Historically, travel modelers would use formulas in the Highway Capacity Manual
to estimate the free-flow speed for roadways, or assert a basic calculation like
5 miles per hour over the speed limit. More recently, modelers use the speeds
reported from GPS devices in the middle of the night to establish free-flow
speeds.
The number of **lanes** on a road is fairly self-explanatory, but it plays a
major role in the road's capacity.
Roads located in different **area types** -- urban, suburban, and rural --
operate differently from each other. Sometimes travel models will assert this
value, but more recent models will calculate the area type for each link
based on the density of the surrounding TAZs.
Link **capacity** is the maximum number of vehicles a can optimally transport
between two nodes.

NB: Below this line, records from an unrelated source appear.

//! Shared fixtures for the integration suite.
//!
//! The suite needs a running PostgreSQL instance. Set `TEST_DATABASE_URL` to
//! point at one; when it is unset every test skips itself instead of failing.

#![allow(dead_code)]

use actix_web::{
    body::MessageBody,
    dev::{ServiceFactory, ServiceRequest, ServiceResponse},
    http::header,
    web, App, Error,
};
use bcrypt::{hash, DEFAULT_COST};
use bigdecimal::BigDecimal;
use chrono::NaiveDate;
use fake::faker::name::en::{FirstName, LastName};
use fake::Fake;
use sqlx::PgPool;
use std::env;
use uuid::Uuid;

use hrms_api::database::models::{CreateEmployeeInput, Employee, User, UserRole};
use hrms_api::database::repositories::{
    AttendanceRepository, EmployeeRepository, LeaveRepository, UserRepository,
};
use hrms_api::database::init_database;
use hrms_api::{routes, AppState, AuthService, Config};

pub struct TestApp {
    pub pool: PgPool,
    pub config: Config,
}

impl TestApp {
    /// Connects to the test database, or returns `None` so the caller can
    /// skip when no database is available.
    pub async fn new() -> Option<Self> {
        let database_url = match env::var("TEST_DATABASE_URL") {
            Ok(url) => url,
            Err(_) => {
                eprintln!("TEST_DATABASE_URL not set; skipping integration test");
                return None;
            }
        };

        let pool = init_database(&database_url)
            .await
            .expect("failed to initialize test database");

        // Each test starts from an empty ledger.
        sqlx::query(
            "TRUNCATE TABLE attendance_records, leave_requests, users, employees CASCADE",
        )
        .execute(&pool)
        .await
        .expect("failed to reset test database");

        let config = Config {
            database_url,
            jwt_secret: "test-jwt-secret-key-that-is-long-enough".to_string(),
            jwt_expiration_days: 1,
            host: "127.0.0.1".to_string(),
            port: 0,
            environment: "test".to_string(),
            client_base_url: "http://localhost:3000".to_string(),
        };

        Some(TestApp { pool, config })
    }

    pub fn create_app(
        &self,
    ) -> App<
        impl ServiceFactory<
            ServiceRequest,
            Config = (),
            Response = ServiceResponse<impl MessageBody>,
            Error = Error,
            InitError = (),
        >,
    > {
        let user_repository = UserRepository::new(self.pool.clone());
        let auth_service = AuthService::new(user_repository.clone(), self.config.clone());

        App::new()
            .app_data(web::Data::new(AppState { auth_service }))
            .app_data(web::Data::new(user_repository))
            .app_data(web::Data::new(EmployeeRepository::new(self.pool.clone())))
            .app_data(web::Data::new(AttendanceRepository::new(self.pool.clone())))
            .app_data(web::Data::new(LeaveRepository::new(self.pool.clone())))
            .app_data(web::Data::new(self.config.clone()))
            .configure(routes::api)
    }

    /// Inserts a user with the given role and optional employee link, and
    /// returns it with a valid bearer token.
    pub async fn seed_user(
        &self,
        role: UserRole,
        employee_id: Option<Uuid>,
    ) -> (User, String) {
        let repo = UserRepository::new(self.pool.clone());
        let auth = AuthService::new(repo.clone(), self.config.clone());

        let name: String = FirstName().fake();
        let email = format!("{}@example.com", Uuid::new_v4());
        let password_hash = hash("correct horse battery staple", DEFAULT_COST).unwrap();

        let mut user = User::new(name, email, password_hash, role);
        user.employee_id = employee_id;

        repo.create_user(&user).await.expect("failed to seed user");

        let token = auth.generate_token(&user).expect("failed to issue token");

        (user, token)
    }

    pub async fn seed_employee(&self, manager_id: Option<Uuid>) -> Employee {
        let repo = EmployeeRepository::new(self.pool.clone());

        let input = CreateEmployeeInput {
            employee_code: format!("EMP-{}", Uuid::new_v4()),
            first_name: FirstName().fake(),
            last_name: LastName().fake(),
            email: format!("{}@example.com", Uuid::new_v4()),
            phone: None,
            date_of_joining: NaiveDate::from_ymd_opt(2023, 4, 1).unwrap(),
            department: "Engineering".to_string(),
            designation: "Developer".to_string(),
            salary: BigDecimal::from(60_000),
            manager_id,
        };

        repo.create(input).await.expect("failed to seed employee")
    }
}

pub fn auth_header(token: &str) -> (header::HeaderName, String) {
    (header::AUTHORIZATION, format!("Bearer {}", token))
}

The capacity is a function of functional type, lanes,
free-flow speed, area type, etc. Usually travel models will calculate the
capacity based on the given values for other roadway characteristics, but
sometimes there are ways to override this feature, i.e., if engineers have
developed specific capacity estimates for a new project.
**Centroid connectors** are special links that connect centroids to a network.
These are different from other links in that they usually don't have a capacity
or a speed (they don't represent real roads).
### Matrices
Travel models need to represent travel times, costs, and flows between zones.
Models store this data in **matrices**, special data structures developed for
this purpose. Each matrix is a square table where the rows $i$ represent origin
zones and the columns $j$ represent the destination zones. Each cell represents
something about the relationship between the two zones.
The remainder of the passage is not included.